Your new climate change policy for the Liberal Party is certainly interesting: a 5% reduction in national emission levels from those of the year 2000 by the year 2020, but without implementing an energy trading scheme or carbon tax. Although it doesn’t sound like you’ve quite settled how you’ll achieve this yet, you are looking at options such more regulations and new government subsidies. You are clearly open to options which the Labor Party is traditionally closed to.

However, as someone who might be willing to take on radical yet reasonable policy positions, I would like you to consider a simple measure that will cost the government nothing, yet easily achieve your target. Pass a law that makes it illegal to eat meat.

The United Nations’ Food and Agriculture Organisation 2006 report “Livestock’s Long Shadow” found that 18% of global greenhouse gas emissions come from the livestock sector, which is more than the emissions from all the cars in the world. We have been looking for emission savings in all the wrong places.

Having Australia become the first country to go vegetarian would demonstrate global leadership and really show those United Nations guys that we can do without their pesky energy trading scheme. If China can introduce a one child policy, then surely we can introduce a one food policy. Almost a third of Indian people are vegetarian, which is like if seventeen entire Australias were vegetarian. The global thinking is consistent: I have been assured by a very knowing fellow in London (author of the Stern Review on the Economics of Climate Change) that people ought to go vegetarian for the climate’s sake.

According to the Australian Government’s Department of Climate Change, “Tracking to Kyoto and 2020” report, our emission levels in the year 2000 were 553 million tonnes of CO2-equivalent gasses. A 5% reduction is a reduction of 27.7 million tonnes. Vegetarianism will easily achieve this.

As the Garnaut Climate Change Review notes, “Australia’s per capita emissions arising from agriculture are more than six times the world average, more than four times the OECD average” and the Agriculture, Forestry & Fishing industry is the largest industrial contributor to emissions, accounting for 29.3% of industrial emissions. Garnaut attributes 123.7 million tonnes of emissions to beef cattle alone.
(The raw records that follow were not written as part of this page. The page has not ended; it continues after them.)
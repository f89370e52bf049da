//! Ordered chain of filters for one listing type.
//!
//! Each listing (flights, hotels, activities) gets its own
//! `FilterPipeline<T>`; the request is validated once before any filter
//! sees it.

use crate::traits::Filter;
use anyhow::{Context, Result};
use catalog::TravelRequest;

/// Chains multiple filters together into a processing pipeline.
///
/// ## Usage
/// ```ignore
/// let pipeline = FilterPipeline::new()
///     .add_filter(FlightStyleFilter)
///     .add_filter(BudgetShareFilter::whole_budget());
///
/// let flights = pipeline.apply(catalog.flights().to_vec(), &request)?;
/// ```
pub struct FilterPipeline<T> {
    filters: Vec<Box<dyn Filter<T>>>,
}

impl<T> FilterPipeline<T> {
    /// Create a new empty FilterPipeline.
    pub fn new() -> Self {
        Self {
            filters: Vec::new(),
        }
    }

    /// Add a filter to the pipeline (builder pattern).
    pub fn add_filter(mut self, filter: impl Filter<T> + 'static) -> Self {
        self.filters.push(Box::new(filter));
        self
    }

    /// Names of the filters in application order
    pub fn filter_names(&self) -> Vec<&str> {
        self.filters.iter().map(|f| f.name()).collect()
    }

    /// Validate the request, then apply all filters in sequence.
    ///
    /// An empty result is not an error; an invalid request is.
    pub fn apply(&self, items: Vec<T>, request: &TravelRequest) -> Result<Vec<T>> {
        request.validate().context("Rejected travel request")?;

        let mut current = items;
        for filter in &self.filters {
            let before = current.len();
            current = filter.apply(current, request)?;
            tracing::debug!("{}: {} -> {} items", filter.name(), before, current.len());
        }
        Ok(current)
    }
}

impl<T> Default for FilterPipeline<T> {
    fn default() -> Self {
        Self::new()
    }
}
//! Integration tests for the pipeline.
//!
//! These run the full flight, hotel and activity pipelines against the
//! bundled catalog.

use catalog::{
    AccommodationType, BookingType, CabinClass, Catalog, Interest, RequestError, TravelRequest,
    TravelStyle,
};
use pipeline::{FallbackPolicy, ListingFilters, get_activities, get_flights, get_hotels};

fn paris_request(budget: f64) -> TravelRequest {
    TravelRequest::new("Paris", "May 5-9, 2025", budget)
}

#[test]
fn test_balanced_paris_scenario() {
    let catalog = Catalog::paris();
    let request = paris_request(5000.0);

    let flights = get_flights(&catalog, &request).unwrap();
    assert_eq!(flights, catalog.flights().to_vec(), "all 5 flights, unmodified");

    let activities = get_activities(&catalog, &request).unwrap();
    assert_eq!(activities.len(), 11);
    assert_eq!(activities, catalog.activities().to_vec(), "catalog order kept");
}

#[test]
fn test_non_positive_budget_is_rejected_by_every_filter() {
    let catalog = Catalog::paris();
    for budget in [0.0, -1.0] {
        let request = paris_request(budget);

        let errors = [
            get_flights(&catalog, &request).unwrap_err(),
            get_hotels(&catalog, &request).unwrap_err(),
            get_activities(&catalog, &request).unwrap_err(),
        ];
        for err in errors {
            assert_eq!(
                err.downcast_ref::<RequestError>(),
                Some(&RequestError::InvalidBudget(budget))
            );
        }
    }
}

#[test]
fn test_zero_travelers_is_rejected() {
    let catalog = Catalog::paris();
    let request = paris_request(5000.0).with_travelers(0);
    let err = get_hotels(&catalog, &request).unwrap_err();
    assert_eq!(
        err.downcast_ref::<RequestError>(),
        Some(&RequestError::InvalidTravelerCount(0))
    );
}

#[test]
fn test_budget_style_flights() {
    let catalog = Catalog::paris();
    let request = paris_request(300.0).with_travel_style(TravelStyle::Budget);

    let flights = get_flights(&catalog, &request).unwrap();
    assert!(!flights.is_empty());
    for flight in &flights {
        let original = catalog
            .flights()
            .iter()
            .find(|f| f.airline == flight.airline)
            .unwrap();
        assert_eq!(flight.price, original.price * 0.8);
        assert!(flight.price <= request.budget);
        assert_eq!(flight.class, Some(CabinClass::Economy));
    }
    // British Airways (304) and Tarom (400) end up above the budget
    assert_eq!(flights.len(), 3);
}

#[test]
fn test_luxury_style_flights() {
    let catalog = Catalog::paris();
    let request = paris_request(10_000.0).with_travel_style(TravelStyle::Luxury);

    let flights = get_flights(&catalog, &request).unwrap();
    assert_eq!(flights.len(), 5);
    for (flight, original) in flights.iter().zip(catalog.flights()) {
        assert_eq!(flight.price, original.price * 1.5);
        assert_eq!(flight.class, Some(CabinClass::Business));
    }
}

#[test]
fn test_budget_below_every_fare_returns_empty() {
    let catalog = Catalog::paris();
    let flights = get_flights(&catalog, &paris_request(100.0)).unwrap();
    assert!(flights.is_empty());
}

#[test]
fn test_repeated_calls_do_not_compound_prices() {
    let catalog = Catalog::paris();
    let request = paris_request(10_000.0).with_travel_style(TravelStyle::Luxury);

    let first = get_flights(&catalog, &request).unwrap();
    let second = get_flights(&catalog, &request).unwrap();
    assert_eq!(first, second);
    assert_eq!(catalog.flights()[0].price, 300.0);
    assert!(catalog.flights()[0].class.is_none());

    let filters = ListingFilters::default();
    let a = filters.activities(&catalog, &request).unwrap();
    let b = filters.activities(&catalog, &request).unwrap();
    assert_eq!(a, b);
    assert_eq!(catalog.activities()[0].price, 17.0);
}

#[test]
fn test_unmatched_accommodation_widens_to_budget_filtered_catalog() {
    let catalog = Catalog::paris();
    let request = paris_request(2000.0).with_accommodation(AccommodationType::Resort);

    let hotels = get_hotels(&catalog, &request).unwrap();
    let expected: Vec<_> = catalog
        .hotels()
        .iter()
        .filter(|h| h.price <= 2000.0 / 5.0)
        .cloned()
        .collect();
    assert_eq!(hotels, expected);
    assert!(!hotels.is_empty());

    let strict = ListingFilters::new(FallbackPolicy::KeepEmpty);
    assert!(strict.hotels(&catalog, &request).unwrap().is_empty());
}

#[test]
fn test_hotel_budget_uses_five_night_stay() {
    let catalog = Catalog::paris();
    // Ceiling 1000 / 5 = 200: Citizen M (200) passes, Zoku Paris (250) does not
    let hotels = get_hotels(&catalog, &paris_request(1000.0)).unwrap();
    let names: Vec<&str> = hotels.iter().map(|h| h.name.as_str()).collect();
    assert_eq!(names, vec!["Citizen M"]);
}

#[test]
fn test_budget_activities_with_interests() {
    let catalog = Catalog::paris();
    let request = paris_request(700.0)
        .with_travel_style(TravelStyle::Budget)
        .with_interests([Interest::Food, Interest::Nightlife]);

    let activities = get_activities(&catalog, &request).unwrap();
    // Cooking Class 85.5, Wine Tasting 58.5, Moulin Rouge 103.5; ceiling 70
    let names: Vec<&str> = activities.iter().map(|a| a.name.as_str()).collect();
    assert_eq!(names, vec!["Wine Tasting"]);
    assert_eq!(activities[0].price, 65.0 * 0.9);
    assert_eq!(activities[0].booking, Some(BookingType::Group));
}

#[test]
fn test_blank_destination_is_not_a_precondition() {
    let catalog = Catalog::paris();
    let request = TravelRequest::new("", "May 5-9, 2025", 5000.0);

    assert_eq!(get_flights(&catalog, &request).unwrap().len(), 5);
    assert!(!get_hotels(&catalog, &request).unwrap().is_empty());
    assert_eq!(get_activities(&catalog, &request).unwrap().len(), 11);
}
Meat & Livestock Australia estimates that “50.7kg of red meat was available for consumption by each person in Australia in 2006-07” while a Japanese study estimates that each kilo of beef “generates the equivalent of 36.4 kilograms of carbon dioxide”. At a population of 20 million, that is an equivalent of about 37 million tonnes of greenhouse gas from meat eating.

Even more dramatically, an analysis by the Vegetarian Network Victoria forecasts Australia becoming completely carbon neutral within 3-5 decades of adopting vegetarianism if land currently used by cattle was reforested. Ask the Labor Party if their tax is able to achieve that.
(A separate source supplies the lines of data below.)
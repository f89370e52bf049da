//! Query refinement, trivia and fallbacks for destination images.

use crate::types::{DestinationImage, RawImage};

/// Build the image query from the destination and optional filters.
///
/// `time_filter` recognises "Latest", "Recent" and "Classic" anywhere in
/// the text; "All" as a category means no category.
pub fn image_query(
    destination: &str,
    category: Option<&str>,
    time_filter: Option<&str>,
) -> String {
    let mut query = destination.to_string();

    if let Some(category) = category.filter(|c| *c != "All") {
        query.push(' ');
        query.push_str(category);
    }

    if let Some(filter) = time_filter {
        if filter.contains("Latest") {
            query.push_str(" 2025 recent");
        } else if filter.contains("Recent") {
            query.push_str(" recent");
        } else if filter.contains("Classic") {
            query.push_str(" iconic historical");
        }
    }
    query
}

pub(crate) fn from_raw(
    raw: RawImage,
    destination: &str,
    category: Option<&str>,
) -> DestinationImage {
    let title = raw
        .title
        .clone()
        .unwrap_or_else(|| format!("Beautiful {}", destination));
    let source = raw.source.clone().unwrap_or_else(|| "Web".to_string());

    let mut image = DestinationImage {
        url: raw.image_url.unwrap_or_default(),
        description: format!("Stunning view of {}", raw.title.as_deref().unwrap_or(destination)),
        tags: format!("{} {} travel tourism", destination, category.unwrap_or("")),
        photographer: raw.source.unwrap_or_else(|| "Unknown".to_string()),
        date: raw.date.unwrap_or_else(|| "2025".to_string()),
        title,
        source,
        facts: Vec::new(),
    };

    if destination.eq_ignore_ascii_case("paris") {
        image.facts = paris_facts(&image.title);
    }
    image
}

/// Keep images mentioning `category` in title or tags, unless none do.
pub(crate) fn narrow_by_category(
    images: Vec<DestinationImage>,
    category: Option<&str>,
) -> Vec<DestinationImage> {
    let Some(category) = category.filter(|c| *c != "All") else {
        return images;
    };
    let needle = category.to_lowercase();
    let narrowed: Vec<DestinationImage> = images
        .iter()
        .filter(|img| {
            img.title.to_lowercase().contains(&needle) || img.tags.to_lowercase().contains(&needle)
        })
        .cloned()
        .collect();

    if narrowed.is_empty() { images } else { narrowed }
}

fn paris_facts(title: &str) -> Vec<String> {
    let title = title.to_lowercase();
    let facts: [&str; 3] = if title.contains("eiffel") {
        [
            "The Eiffel Tower was built for the 1889 World's Fair",
            "It was initially criticized by many Parisians",
            "The tower is repainted every 7 years",
        ]
    } else if title.contains("louvre") {
        [
            "The Louvre was originally built as a fortress in 1190",
            "It's the world's largest art museum",
            "The Mona Lisa is viewed by 6 million people annually",
        ]
    } else if title.contains("seine") {
        [
            "The Seine River is 777 km long",
            "There are 37 bridges over the Seine in Paris",
            "The river has been a UNESCO World Heritage Site since 1991",
        ]
    } else {
        [
            "Paris has 20 administrative districts called arrondissements",
            "The city is known as the 'City of Light'",
            "Paris hosts over 40 million tourists annually",
        ]
    };
    facts.iter().map(|f| f.to_string()).collect()
}

/// Stock images served when the search source is unreachable.
/// Only Paris has any.
pub fn fallback_images(destination: &str) -> Vec<DestinationImage> {
    if !destination.eq_ignore_ascii_case("paris") {
        return Vec::new();
    }

    const UNSPLASH: &str = "https://images.unsplash.com";
    [
        ("photo-1502602898657-3e91760cbb34", "Eiffel Tower", "Chris Karidis", "2025"),
        ("photo-1499856871958-5b9627545d1a", "Seine River", "Léonard Cotte", "2024"),
        ("photo-1520939817895-060bdaf4fe1b", "Arc de Triomphe", "Anthony DELANOIX", "2025"),
        ("photo-1550340499-a6c60fc8287c", "Montmartre", "Léonard Cotte", "2024"),
    ]
    .into_iter()
    .map(|(photo, title, photographer, date)| DestinationImage {
        url: format!("{}/{}", UNSPLASH, photo),
        title: title.to_string(),
        source: "Unsplash".to_string(),
        date: date.to_string(),
        photographer: photographer.to_string(),
        description: format!("Stunning view of {}", title),
        tags: "Paris travel tourism".to_string(),
        facts: Vec::new(),
    })
    .collect()
}

#[cfg(test)]
mod tests {
    use super::*;

    #[test]
    fn test_image_query_refinements() {
        assert_eq!(image_query("Paris", None, None), "Paris");
        assert_eq!(image_query("Paris", Some("All"), None), "Paris");
        assert_eq!(
            image_query("Paris", Some("Food"), Some("Latest (2025)")),
            "Paris Food 2025 recent"
        );
        assert_eq!(image_query("Rome", None, Some("Recent")), "Rome recent");
        assert_eq!(image_query("Rome", None, Some("Classic")), "Rome iconic historical");
    }

    #[test]
    fn test_paris_images_get_trivia() {
        let raw = RawImage {
            image_url: Some("https://example.com/eiffel.jpg".to_string()),
            title: Some("Eiffel Tower at night".to_string()),
            source: None,
            date: None,
        };
        let image = from_raw(raw, "Paris", None);
        assert_eq!(image.facts.len(), 3);
        assert!(image.facts[0].contains("1889"));
        assert_eq!(image.source, "Web");
        assert_eq!(image.photographer, "Unknown");
        assert_eq!(image.date, "2025");
    }

    #[test]
    fn test_narrowing_keeps_all_when_nothing_matches() {
        let images = fallback_images("Paris");
        assert_eq!(narrow_by_category(images.clone(), Some("Nightlife")), images);

        let towers = narrow_by_category(images, Some("tower"));
        assert_eq!(towers.len(), 1);
        assert_eq!(towers[0].title, "Eiffel Tower");
    }

    #[test]
    fn test_fallback_only_for_paris() {
        let images = fallback_images("paris");
        assert_eq!(images.len(), 4);
        assert_eq!(
            images[0].url,
            "https://images.unsplash.com/photo-1502602898657-3e91760cbb34"
        );
        assert!(fallback_images("Berlin").is_empty());
    }
}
There is also the opportunity to snooker your colleague Mr Turnbull, who seems to be positioning himself as a sort of Australian Al Gore. By adopting vegetarianism, you can occupy the highest of moral ground, while also being against taxation and climate change. High ground is the safest position to be in these troubled times.

Your role-model and mentor John Howard took strong measures in 1996 to ban all the dangerous guns (thank goodness we got to keep the safe guns). This type of bold leadership is what we need in the climate crisis of 2009.